- What needs to be done -
Tell how many lines in the data hold "MacrossError", giving that figure alone.

[Stored items]
---+---

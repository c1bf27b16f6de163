//! Performance metrics for a single run.

use super::error::MacrossError;

pub const TRADING_DAYS_PER_YEAR: f64 = 252.0;

#[derive(Debug, Clone, PartialEq)]
pub struct RunSummary {
    pub initial_balance: f64,
    pub final_balance: f64,
    pub total_return_pct: f64,
    pub trade_count: usize,
    pub avg_daily_return_pct: f64,
    pub annualized_volatility_pct: f64,
    /// Not special-cased: zero volatility yields NaN or an infinity.
    pub sharpe_ratio: f64,
    pub max_drawdown_pct: f64,
    pub buy_and_hold_final_balance: f64,
    pub buy_and_hold_return_pct: f64,
}

impl RunSummary {
    pub fn compute(
        trajectory: &[f64],
        initial_balance: f64,
        trade_count: usize,
        buy_and_hold_final_balance: f64,
    ) -> Result<Self, MacrossError> {
        let returns = period_returns(trajectory);
        if returns.is_empty() {
            return Err(MacrossError::InsufficientData {
                what: "period returns".into(),
                have: trajectory.len(),
                need: 2,
            });
        }

        let final_balance = trajectory[trajectory.len() - 1];
        let total_return_pct = (final_balance - initial_balance) / initial_balance * 100.0;

        let (avg_return, volatility) = compute_volatility(&returns);
        let sharpe_ratio = (avg_return * TRADING_DAYS_PER_YEAR) / volatility;

        let buy_and_hold_return_pct =
            (buy_and_hold_final_balance - initial_balance) / initial_balance * 100.0;

        Ok(RunSummary {
            initial_balance,
            final_balance,
            total_return_pct,
            trade_count,
            avg_daily_return_pct: avg_return * 100.0,
            annualized_volatility_pct: volatility * 100.0,
            sharpe_ratio,
            max_drawdown_pct: compute_drawdown(trajectory) * 100.0,
            buy_and_hold_final_balance,
            buy_and_hold_return_pct,
        })
    }

    /// Strategy return minus buy-and-hold return, in percentage points.
    pub fn excess_return_pct(&self) -> f64 {
        self.total_return_pct - self.buy_and_hold_return_pct
    }
}

/// `r[k] = v[k] / v[k-1] - 1` for every consecutive pair.
pub fn period_returns(trajectory: &[f64]) -> Vec<f64> {
    trajectory.windows(2).map(|w| w[1] / w[0] - 1.0).collect()
}

/// Mean return and annualized population standard deviation.
fn compute_volatility(returns: &[f64]) -> (f64, f64) {
    let n = returns.len() as f64;
    let mean: f64 = returns.iter().sum::<f64>() / n;
    let variance: f64 = returns.iter().map(|r| (r - mean).powi(2)).sum::<f64>() / n;
    (mean, variance.sqrt() * TRADING_DAYS_PER_YEAR.sqrt())
}

/// Largest peak-to-trough decline as a fraction of the peak.
fn compute_drawdown(trajectory: &[f64]) -> f64 {
    let Some(&first) = trajectory.first() else {
        return 0.0;
    };

    let mut peak = first;
    let mut max_dd = 0.0_f64;
    for &value in trajectory {
        if value > peak {
            peak = value;
        } else if peak > 0.0 {
            let dd = (peak - value) / peak;
            if dd > max_dd {
                max_dd = dd;
            }
        }
    }
    max_dd
}

#[cfg(test)]
mod tests {
    use super::*;
    use approx::assert_relative_eq;

    #[test]
    fn total_return_positive() {
        let summary = RunSummary::compute(&[10_000.0, 11_000.0], 10_000.0, 1, 10_000.0).unwrap();
        assert_relative_eq!(summary.total_return_pct, 10.0, epsilon = 1e-9);
        assert_eq!(summary.final_balance, 11_000.0);
        assert_eq!(summary.trade_count, 1);
    }

    #[test]
    fn total_return_negative() {
        let summary = RunSummary::compute(&[10_000.0, 9_000.0], 10_000.0, 2, 10_000.0).unwrap();
        assert_relative_eq!(summary.total_return_pct, -10.0, epsilon = 1e-9);
    }

    #[test]
    fn period_returns_skip_first_point() {
        let returns = period_returns(&[100.0, 110.0, 99.0]);
        assert_eq!(returns.len(), 2);
        assert_relative_eq!(returns[0], 0.10, epsilon = 1e-12);
        assert_relative_eq!(returns[1], -0.10, epsilon = 1e-12);
    }

    #[test]
    fn volatility_is_population_stddev_annualized() {
        // returns: +10%, -10% -> mean 0, population stddev 0.1
        let summary = RunSummary::compute(&[100.0, 110.0, 99.0], 100.0, 0, 100.0).unwrap();
        assert_relative_eq!(summary.avg_daily_return_pct, 0.0, epsilon = 1e-12);
        assert_relative_eq!(
            summary.annualized_volatility_pct,
            0.1 * 252.0_f64.sqrt() * 100.0,
            epsilon = 1e-9
        );
        assert_relative_eq!(summary.sharpe_ratio, 0.0, epsilon = 1e-12);
    }

    #[test]
    fn sharpe_ratio_known_value() {
        // returns: +2%, 0% -> mean 1%, stddev 1%
        let summary = RunSummary::compute(&[100.0, 102.0, 102.0], 100.0, 0, 100.0).unwrap();
        let vol = 0.01 * 252.0_f64.sqrt();
        assert_relative_eq!(summary.sharpe_ratio, 0.01 * 252.0 / vol, epsilon = 1e-9);
        assert_relative_eq!(summary.avg_daily_return_pct, 1.0, epsilon = 1e-9);
    }

    #[test]
    fn zero_volatility_with_flat_balance_is_nan() {
        let summary =
            RunSummary::compute(&[10_000.0, 10_000.0, 10_000.0], 10_000.0, 0, 10_000.0).unwrap();
        assert_eq!(summary.annualized_volatility_pct, 0.0);
        assert!(summary.sharpe_ratio.is_nan());
    }

    #[test]
    fn zero_volatility_with_constant_growth_is_infinite() {
        let summary = RunSummary::compute(&[100.0, 200.0, 400.0], 100.0, 0, 100.0).unwrap();
        assert_eq!(summary.annualized_volatility_pct, 0.0);
        assert!(summary.sharpe_ratio.is_infinite());
        assert!(summary.sharpe_ratio > 0.0);
    }

    #[test]
    fn single_point_trajectory_is_insufficient() {
        let err = RunSummary::compute(&[10_000.0], 10_000.0, 0, 10_000.0).unwrap_err();
        assert!(matches!(
            err,
            MacrossError::InsufficientData { have: 1, need: 2, .. }
        ));
    }

    #[test]
    fn empty_trajectory_is_insufficient() {
        assert!(RunSummary::compute(&[], 10_000.0, 0, 10_000.0).is_err());
    }

    #[test]
    fn buy_and_hold_return_from_baseline() {
        let summary = RunSummary::compute(&[10_000.0, 10_500.0], 10_000.0, 1, 12_000.0).unwrap();
        assert_relative_eq!(summary.buy_and_hold_return_pct, 20.0, epsilon = 1e-9);
        assert_relative_eq!(summary.excess_return_pct(), 5.0 - 20.0, epsilon = 1e-9);
    }

    #[test]
    fn max_drawdown() {
        let dd = compute_drawdown(&[100.0, 110.0, 90.0, 95.0, 80.0, 100.0]);
        assert_relative_eq!(dd, (110.0 - 80.0) / 110.0, epsilon = 1e-12);
    }

    #[test]
    fn max_drawdown_monotonic_rise_is_zero() {
        assert_eq!(compute_drawdown(&[1.0, 2.0, 3.0]), 0.0);
        assert_eq!(compute_drawdown(&[]), 0.0);
    }
}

---+---

- Solution to the exercise -
4